# Memory Timings



## Mycophiles (Jan 12, 2008)

I'd like to check my memory timeings on my computer because I read during my research for this MB and RAM that the timings default differently than what the timings for the ram should be.

The problem is that my MB doesn't have any way of viewing or changing the memory timings. Is there a third party software that does that?

Thanks


----------



## mattlock (Dec 28, 2005)

http://www.cpuid.com/cpuz.php

Download and run CPUz. Once it's running go to the memory tab to see your current timings.

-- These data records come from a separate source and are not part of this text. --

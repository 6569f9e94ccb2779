//! SQLite store for ingested messages, reconstructed threads and contacts.
//!
//! The database lives at `~/.pastlead/pastlead.db` by default. One `LeadDb`
//! owns one connection and is passed explicitly to every pipeline stage; each
//! stage commits its work in batches through `with_transaction`, which is the
//! visibility boundary for downstream readers.

use std::path::{Path, PathBuf};

use rusqlite::{Connection, OpenFlags};

pub mod types;
pub use types::*;

mod checkpoints;
mod contacts;
mod messages;
mod threads;

pub struct LeadDb {
    conn: Connection,
}

impl LeadDb {
    /// Borrow the underlying connection for ad-hoc queries.
    pub fn conn_ref(&self) -> &Connection {
        &self.conn
    }

    /// Execute a closure within a SQLite transaction.
    /// Commits on Ok, rolls back on Err.
    pub fn with_transaction<F, T, E>(&self, f: F) -> Result<T, E>
    where
        F: FnOnce(&Self) -> Result<T, E>,
        E: From<DbError>,
    {
        self.conn
            .execute_batch("BEGIN IMMEDIATE")
            .map_err(|e| E::from(DbError::Sqlite(e)))?;
        match f(self) {
            Ok(val) => {
                if let Err(e) = self.conn.execute_batch("COMMIT") {
                    let _ = self.conn.execute_batch("ROLLBACK");
                    return Err(E::from(DbError::Sqlite(e)));
                }
                Ok(val)
            }
            Err(e) => {
                let _ = self.conn.execute_batch("ROLLBACK");
                Err(e)
            }
        }
    }

    /// Open a database at an explicit path.
    pub fn open_at(path: PathBuf) -> Result<Self, DbError> {
        if let Some(parent) = path.parent() {
            if !parent.as_os_str().is_empty() && !parent.exists() {
                std::fs::create_dir_all(parent).map_err(DbError::CreateDir)?;
            }
        }

        let conn = Connection::open(&path)?;

        conn.execute_batch("PRAGMA journal_mode=WAL;")?;

        crate::migrations::run_migrations(&conn).map_err(DbError::Migration)?;

        // Set after migrations so table recreation in future migrations can
        // toggle enforcement freely.
        conn.execute_batch("PRAGMA foreign_keys = ON;")?;

        Ok(Self { conn })
    }

    /// Open a database in read-only mode, for `status` while a run is writing.
    pub fn open_readonly_at(path: &Path) -> Result<Self, DbError> {
        let conn = Connection::open_with_flags(
            path,
            OpenFlags::SQLITE_OPEN_READ_ONLY | OpenFlags::SQLITE_OPEN_NO_MUTEX,
        )?;
        Ok(Self { conn })
    }

    /// Resolve the default database path: `~/.pastlead/pastlead.db`.
    pub fn default_path() -> Result<PathBuf, DbError> {
        let home = dirs::home_dir().ok_or(DbError::HomeDirNotFound)?;
        Ok(home.join(".pastlead").join("pastlead.db"))
    }

    /// Row counts across the owned tables.
    pub fn counts(&self) -> Result<DbCounts, DbError> {
        let count = |sql: &str| -> Result<i64, DbError> {
            Ok(self.conn.query_row(sql, [], |row| row.get(0))?)
        };
        Ok(DbCounts {
            contacts: count("SELECT COUNT(*) FROM contacts")?,
            messages: count("SELECT COUNT(*) FROM messages")?,
            threads: count("SELECT COUNT(*) FROM threads")?,
            active_threads: count("SELECT COUNT(*) FROM threads WHERE status = 'active'")?,
            ignored_threads: count("SELECT COUNT(*) FROM threads WHERE status = 'ignored'")?,
            ignore_list_entries: count("SELECT COUNT(*) FROM ignore_list")?,
        })
    }
}


fn decode_json<T: serde::de::DeserializeOwned + Default>(
    column: &'static str,
    raw: Option<String>,
) -> Result<T, DbError> {
    match raw {
        Some(text) if !text.trim().is_empty() => {
            serde_json::from_str(&text).map_err(|source| DbError::Json { column, source })
        }
        _ => Ok(T::default()),
    }
}

fn encode_json<T: serde::Serialize>(column: &'static str, value: &T) -> Result<String, DbError> {
    serde_json::to_string(value).map_err(|source| DbError::Json { column, source })
}

// =============================================================================
// Tests
// =============================================================================

#[cfg(test)]
mod tests {
    use super::test_utils::test_db;
    use super::*;
    use rusqlite::params;

    #[test]
    fn test_open_creates_tables() {
        let db = test_db();
        let counts = db.counts().expect("counts");
        assert_eq!(counts.contacts, 0);
        assert_eq!(counts.messages, 0);
        assert_eq!(counts.threads, 0);
    }

    #[test]
    fn test_reopen_is_idempotent() {
        let dir = tempfile::tempdir().expect("tempdir");
        let path = dir.path().join("nested").join("leads.db");
        {
            let db = LeadDb::open_at(path.clone()).expect("first open");
            db.upsert_contact("alice@example.com", Some("Alice")).unwrap();
        }
        let db = LeadDb::open_at(path).expect("second open");
        assert_eq!(db.counts().unwrap().contacts, 1);
    }

    #[test]
    fn test_transaction_rolls_back_on_error() {
        let db = test_db();
        let result: Result<(), DbError> = db.with_transaction(|tx| {
            tx.upsert_contact("alice@example.com", None)?;
            Err(DbError::Migration("forced".to_string()))
        });
        assert!(result.is_err());
        assert_eq!(db.counts().unwrap().contacts, 0, "insert should be rolled back");
    }

    #[test]
    fn test_transaction_commits_on_ok() {
        let db = test_db();
        let id: i64 = db
            .with_transaction(|tx| tx.upsert_contact("bob@example.com", None))
            .expect("commit");
        let email: String = db
            .conn_ref()
            .query_row("SELECT email FROM contacts WHERE id = ?1", params![id], |row| row.get(0))
            .unwrap();
        assert_eq!(email, "bob@example.com");
    }

    #[test]
    fn test_decode_json_defaults_on_empty() {
        let meta: MessageMetadata = decode_json("messages.metadata", None).unwrap();
        assert_eq!(meta, MessageMetadata::default());
        let err = decode_json::<MessageMetadata>("messages.metadata", Some("{".to_string()));
        assert!(matches!(err, Err(DbError::Json { .. })));
    }
}
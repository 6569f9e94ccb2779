//! Subject backfill from a recovery file.
//!
//! Each line is `{"message_identifier": ..., "subject": ...}`. Only messages
//! whose subject is still NULL are touched, so the command can be re-run.

use std::fs::File;
use std::io::{BufRead, BufReader};
use std::path::Path;

use serde::{Deserialize, Serialize};

use crate::db::LeadDb;
use crate::error::PipelineError;
use crate::threading::normalize::normalize_message_id;

#[derive(Debug, Deserialize)]
struct SubjectRecord {
    #[serde(default)]
    message_identifier: Option<String>,
    #[serde(default)]
    subject: Option<String>,
}

#[derive(Debug, Default, Clone, Serialize)]
#[serde(rename_all = "camelCase")]
pub struct BackfillReport {
    pub lines: u64,
    pub updated: u64,
    /// Identifier unknown, or the message already had a subject.
    pub unchanged: u64,
    pub skipped: u64,
}

/// Unfold a header value: runs of CR, LF, TAB and spaces become one space.
pub fn unfold_subject(raw: &str) -> String {
    raw.split_whitespace().collect::<Vec<_>>().join(" ")
}

pub fn backfill_subjects(
    db: &LeadDb,
    path: &Path,
    batch_size: usize,
) -> Result<BackfillReport, PipelineError> {
    let file = File::open(path).map_err(|e| PipelineError::io(path, e))?;
    let mut reader = BufReader::new(file);
    let batch_size = batch_size.max(1);

    let mut report = BackfillReport::default();
    let mut batch: Vec<(String, String)> = Vec::with_capacity(batch_size);
    let mut buf = Vec::new();
    let mut line_no = 0u64;

    loop {
        buf.clear();
        let read = reader
            .read_until(b'\n', &mut buf)
            .map_err(|e| PipelineError::io(path, e))?;
        if read == 0 {
            break;
        }
        line_no += 1;

        let record = match parse_subject_line(line_no, &buf) {
            Ok(Some(record)) => record,
            Ok(None) => continue,
            Err(err) => {
                log::warn!("Skipping subject record: {}", err);
                report.lines += 1;
                report.skipped += 1;
                continue;
            }
        };
        report.lines += 1;

        let identifier = normalize_message_id(record.message_identifier.as_deref());
        let subject = record.subject.as_deref().map(unfold_subject);
        match (identifier, subject) {
            (Some(identifier), Some(subject)) => batch.push((identifier, subject)),
            _ => {
                log::debug!("Line {}: no usable identifier or subject", line_no);
                report.skipped += 1;
            }
        }

        if batch.len() >= batch_size {
            apply_batch(db, &mut batch, &mut report)?;
        }
    }
    if !batch.is_empty() {
        apply_batch(db, &mut batch, &mut report)?;
    }

    log::info!(
        "Subject backfill: {} updated, {} unchanged, {} skipped",
        report.updated,
        report.unchanged,
        report.skipped
    );
    Ok(report)
}

/// Decode one raw line. Blank lines yield `None`.
fn parse_subject_line(line_no: u64, raw: &[u8]) -> Result<Option<SubjectRecord>, PipelineError> {
    let line = std::str::from_utf8(raw)
        .map_err(|source| PipelineError::InvalidEncoding { line: line_no, source })?;
    if line.trim().is_empty() {
        return Ok(None);
    }
    serde_json::from_str(line)
        .map(Some)
        .map_err(|source| PipelineError::RecordParse { line: line_no, source })
}

fn apply_batch(
    db: &LeadDb,
    batch: &mut Vec<(String, String)>,
    report: &mut BackfillReport,
) -> Result<(), PipelineError> {
    let updated = db.with_transaction(|tx| -> Result<u64, PipelineError> {
        let mut updated = 0;
        for (identifier, subject) in batch.iter() {
            if tx.backfill_subject(identifier, subject)? {
                updated += 1;
            }
        }
        Ok(updated)
    })?;
    report.updated += updated;
    report.unchanged += batch.len() as u64 - updated;
    batch.clear();
    Ok(())
}

#[cfg(test)]
mod tests {
    use super::*;
    use crate::db::test_utils::{seed_contact, seed_message, test_db};

    #[test]
    fn test_unfold_subject() {
        assert_eq!(unfold_subject("Quote\r\n\tfor March"), "Quote for March");
        assert_eq!(unfold_subject("  plain  "), "plain");
    }

    #[test]
    fn test_backfill_fills_only_missing_subjects() {
        let db = test_db();
        let alice = seed_contact(&db, "alice@example.com");
        let missing = seed_message(&db, alice, Some("<1@x>"), "2024-09-01T08:00:00Z", None, None, Default::default());
        seed_message(&db, alice, Some("<2@x>"), "2024-09-01T09:00:00Z", Some("Kept"), None, Default::default());

        let dir = tempfile::tempdir().unwrap();
        let path = dir.path().join("subjects.ndjson");
        std::fs::write(
            &path,
            concat!(
                "{\"message_identifier\": \"1@x\", \"subject\": \"Quote\\r\\n for March\"}\n",
                "{\"message_identifier\": \"<2@x>\", \"subject\": \"Overwritten?\"}\n",
                "{\"message_identifier\": \"<9@x>\", \"subject\": \"Unknown\"}\n",
                "garbage\n",
            ),
        )
        .unwrap();
        let mut bytes = std::fs::read(&path).unwrap();
        bytes.extend_from_slice(b"{\"message_identifier\": \"<1@x>\", \"subject\": \"\xff\"}\n");
        std::fs::write(&path, bytes).unwrap();

        let report = backfill_subjects(&db, &path, 2).unwrap();
        assert_eq!(report.lines, 5);
        assert_eq!(report.updated, 1);
        assert_eq!(report.unchanged, 2);
        assert_eq!(report.skipped, 2, "garbage and a non-UTF-8 line");

        let (rows, _) = db.load_graph_rows().unwrap();
        let first = rows.iter().find(|r| r.id == missing).unwrap();
        assert_eq!(first.subject.as_deref(), Some("Quote for March"));
        assert_eq!(rows[1].subject.as_deref(), Some("Kept"));
    }
}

You would need to enter the BIOS change the memory timings. If you set the timings to tight it will lead to system instability or even a failure to POST. If this occurs simply clear the CMOS, then enter BIOS, load and save the setup defaults.


----------



## Mycophiles (Jan 12, 2008)

Thanks for the reply.

I have Crucial Ballistic Ram that has a Cas Latency of 4 and the timing is 4-4-4-12.

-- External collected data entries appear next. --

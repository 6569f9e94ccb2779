use std::collections::HashMap;

use rusqlite::{params, OptionalExtension};

use super::*;

const THREAD_COLUMNS: &str =
    "t.id, t.contact_id, t.subject, t.message_count, t.last_message_at, t.status, t.score, t.metadata";

impl LeadDb {
    // =========================================================================
    // Threads
    // =========================================================================

    pub fn get_thread(&self, id: i64) -> Result<Option<DbThread>, DbError> {
        let sql = format!("SELECT {THREAD_COLUMNS} FROM threads t WHERE t.id = ?1");
        let raw = self
            .conn
            .query_row(&sql, params![id], map_raw_thread_row)
            .optional()?;
        raw.map(RawThreadRow::into_thread).transpose()
    }

    /// All threads ordered by id. Intended for tests and small diagnostics.
    pub fn get_all_threads(&self) -> Result<Vec<DbThread>, DbError> {
        let sql = format!("SELECT {THREAD_COLUMNS} FROM threads t ORDER BY t.id");
        let mut stmt = self.conn.prepare(&sql)?;
        let rows = stmt.query_map([], map_raw_thread_row)?;
        let mut results = Vec::new();
        for row in rows {
            results.push(row?.into_thread()?);
        }
        Ok(results)
    }

    /// Allocate a new, empty, active thread owned by `contact_id`.
    pub fn create_thread(&self, contact_id: i64, subject: Option<&str>) -> Result<i64, DbError> {
        let now = now_timestamp();
        let id = self.conn.query_row(
            "INSERT INTO threads (
                contact_id, subject, message_count, status, score, metadata, created_at, updated_at
             ) VALUES (?1, ?2, 0, 'active', 0, '{}', ?3, ?3)
             RETURNING id",
            params![contact_id, subject, now],
            |row| row.get(0),
        )?;
        Ok(id)
    }

    /// Re-point a reused thread's owner and subject at its component leader.
    pub fn update_thread_owner(
        &self,
        thread_id: i64,
        contact_id: i64,
        subject: Option<&str>,
    ) -> Result<(), DbError> {
        self.conn.execute(
            "UPDATE threads SET contact_id = ?1, subject = ?2, updated_at = ?3
             WHERE id = ?4 AND (contact_id != ?1 OR subject IS NOT ?2)",
            params![contact_id, subject, now_timestamp(), thread_id],
        )?;
        Ok(())
    }

    /// Delete threads that no message points at. Returns the number deleted.
    pub fn delete_empty_threads(&self) -> Result<usize, DbError> {
        let rows = self.conn.execute(
            "DELETE FROM threads
             WHERE NOT EXISTS (SELECT 1 FROM messages m WHERE m.thread_id = threads.id)",
            [],
        )?;
        Ok(rows)
    }

    /// Recompute `message_count` and `last_message_at` from current members.
    pub fn refresh_thread_stats(&self) -> Result<usize, DbError> {
        let rows = self.conn.execute(
            "UPDATE threads SET
                message_count = (SELECT COUNT(*) FROM messages m WHERE m.thread_id = threads.id),
                last_message_at = (SELECT MAX(m.sent_at) FROM messages m WHERE m.thread_id = threads.id),
                updated_at = ?1",
            params![now_timestamp()],
        )?;
        Ok(rows)
    }

    /// Put an ignored thread back to active and drop its ignore marker.
    pub fn reactivate_thread(&self, thread_id: i64) -> Result<bool, DbError> {
        let rows = self.conn.execute(
            "UPDATE threads SET status = 'active', metadata = '{}', updated_at = ?1
             WHERE id = ?2 AND status = 'ignored'",
            params![now_timestamp(), thread_id],
        )?;
        Ok(rows > 0)
    }

    /// Next page of thread ids after `after_id`, optionally restricted to a status.
    pub fn thread_ids_page(
        &self,
        after_id: i64,
        limit: usize,
        status: Option<ThreadStatus>,
    ) -> Result<Vec<i64>, DbError> {
        let status = status.map(|s| s.as_str());
        let mut stmt = self.conn.prepare(
            "SELECT id FROM threads
             WHERE id > ?1 AND (?2 IS NULL OR status = ?2)
             ORDER BY id
             LIMIT ?3",
        )?;
        let rows = stmt.query_map(params![after_id, status, limit as i64], |row| row.get(0))?;
        let mut results = Vec::new();
        for row in rows {
            results.push(row?);
        }
        Ok(results)
    }

    /// Load threads with their owner's email and all member messages.
    ///
    /// Members are sorted by `(sent_at, id)`. Threads whose owner row is missing
    /// are skipped.
    pub fn load_thread_snapshots(&self, thread_ids: &[i64]) -> Result<Vec<ThreadSnapshot>, DbError> {
        if thread_ids.is_empty() {
            return Ok(Vec::new());
        }
        let placeholders: Vec<String> = (1..=thread_ids.len()).map(|i| format!("?{i}")).collect();
        let param_values: Vec<&dyn rusqlite::types::ToSql> =
            thread_ids.iter().map(|id| id as &dyn rusqlite::types::ToSql).collect();

        let thread_sql = format!(
            "SELECT {THREAD_COLUMNS}, c.email
             FROM threads t
             JOIN contacts c ON c.id = t.contact_id
             WHERE t.id IN ({})
             ORDER BY t.id",
            placeholders.join(", ")
        );
        let mut stmt = self.conn.prepare(&thread_sql)?;
        let rows = stmt.query_map(param_values.as_slice(), |row| {
            Ok((map_raw_thread_row(row)?, row.get::<_, String>(8)?))
        })?;
        let mut snapshots = Vec::new();
        let mut index: HashMap<i64, usize> = HashMap::new();
        for row in rows {
            let (raw, owner_email) = row?;
            let thread = raw.into_thread()?;
            index.insert(thread.id, snapshots.len());
            snapshots.push(ThreadSnapshot {
                thread,
                owner_email,
                members: Vec::new(),
            });
        }

        let member_sql = format!(
            "SELECT thread_id, id, contact_id, sent_at, body, metadata
             FROM messages
             WHERE thread_id IN ({})
             ORDER BY thread_id, sent_at, id",
            placeholders.join(", ")
        );
        let mut stmt = self.conn.prepare(&member_sql)?;
        let rows = stmt.query_map(param_values.as_slice(), |row| {
            Ok((
                row.get::<_, i64>(0)?,
                row.get::<_, i64>(1)?,
                row.get::<_, i64>(2)?,
                row.get::<_, String>(3)?,
                row.get::<_, Option<String>>(4)?,
                row.get::<_, Option<String>>(5)?,
            ))
        })?;
        for row in rows {
            let (thread_id, message_id, contact_id, sent_at, body, raw_metadata) = row?;
            let metadata = match decode_json::<MessageMetadata>("messages.metadata", raw_metadata) {
                Ok(meta) => meta,
                Err(e) => {
                    log::warn!("Message {} has unreadable header metadata: {}", message_id, e);
                    MessageMetadata::default()
                }
            };
            if let Some(&pos) = index.get(&thread_id) {
                snapshots[pos].members.push(ThreadMember {
                    message_id,
                    contact_id,
                    sent_at,
                    body,
                    metadata,
                });
            }
        }
        Ok(snapshots)
    }

    /// Mark a thread ignored, zero its score and record which filter fired.
    pub fn mark_thread_ignored(&self, thread_id: i64, filter_name: &str) -> Result<(), DbError> {
        let metadata = ThreadMetadata {
            ignored_by: Some(filter_name.to_string()),
            ..Default::default()
        };
        let metadata = encode_json("threads.metadata", &metadata)?;
        self.conn.execute(
            "UPDATE threads SET status = 'ignored', score = 0, metadata = ?1, updated_at = ?2
             WHERE id = ?3",
            params![metadata, now_timestamp(), thread_id],
        )?;
        Ok(())
    }

    /// Store a thread's score and scoring features. Leaves ignored threads alone.
    pub fn set_thread_score(
        &self,
        thread_id: i64,
        score: f64,
        metadata: &ThreadMetadata,
    ) -> Result<(), DbError> {
        let metadata = encode_json("threads.metadata", metadata)?;
        self.conn.execute(
            "UPDATE threads SET score = ?1, metadata = ?2, updated_at = ?3
             WHERE id = ?4 AND status = 'active'",
            params![score, metadata, now_timestamp(), thread_id],
        )?;
        Ok(())
    }
}

/// Thread row before the status/metadata columns are decoded.
struct RawThreadRow {
    id: i64,
    contact_id: i64,
    subject: Option<String>,
    message_count: i64,
    last_message_at: Option<String>,
    status: String,
    score: f64,
    metadata: Option<String>,
}

impl RawThreadRow {
    fn into_thread(self) -> Result<DbThread, DbError> {
        let status = ThreadStatus::from_str(&self.status).unwrap_or_else(|| {
            log::warn!("Thread {} has unknown status '{}', treating as active", self.id, self.status);
            ThreadStatus::Active
        });
        Ok(DbThread {
            id: self.id,
            contact_id: self.contact_id,
            subject: self.subject,
            message_count: self.message_count,
            last_message_at: self.last_message_at,
            status,
            score: self.score,
            metadata: decode_json("threads.metadata", self.metadata)?,
        })
    }
}

fn map_raw_thread_row(row: &rusqlite::Row<'_>) -> rusqlite::Result<RawThreadRow> {
    Ok(RawThreadRow {
        id: row.get(0)?,
        contact_id: row.get(1)?,
        subject: row.get(2)?,
        message_count: row.get(3)?,
        last_message_at: row.get(4)?,
        status: row.get(5)?,
        score: row.get(6)?,
        metadata: row.get(7)?,
    })
}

The CpuZ proggy you directed me to shows that my Cas Latency is set to 5 and the timing.. if thats the 4 numbers below that are set to 5-5-18-24.

I think this not good. I'm going to go into bios to check things out but I doubt I'll change anything till I get a bit more of a handle on this. Any advice is welcome.

BTW: This Ram = Crucial Ballistix 2GB (2 x 1GB) 240-Pin DDR2 SDRAM DDR2 800 (PC2 6400) Dual Channel


----------



## mattlock (Dec 28, 2005)

4-4-4-12 Timing would read as follows:
CAS = 4 
RAS to CAS delay = 4
RAS Precharge = 4
TRAS = 12

It not uncommon for RAM to recognized at higher timings than rated. In your case,
5-5-5-18
CAS = 5 
RAS to CAS delay = 5
RAS Precharge = 5
TRAS = 18

You can go into the BIOS and manually set the timings. If you have a motherboard that allows you to adjust such things. Most retail PCs don't (I.E HP, Gateway, Dell, etc). 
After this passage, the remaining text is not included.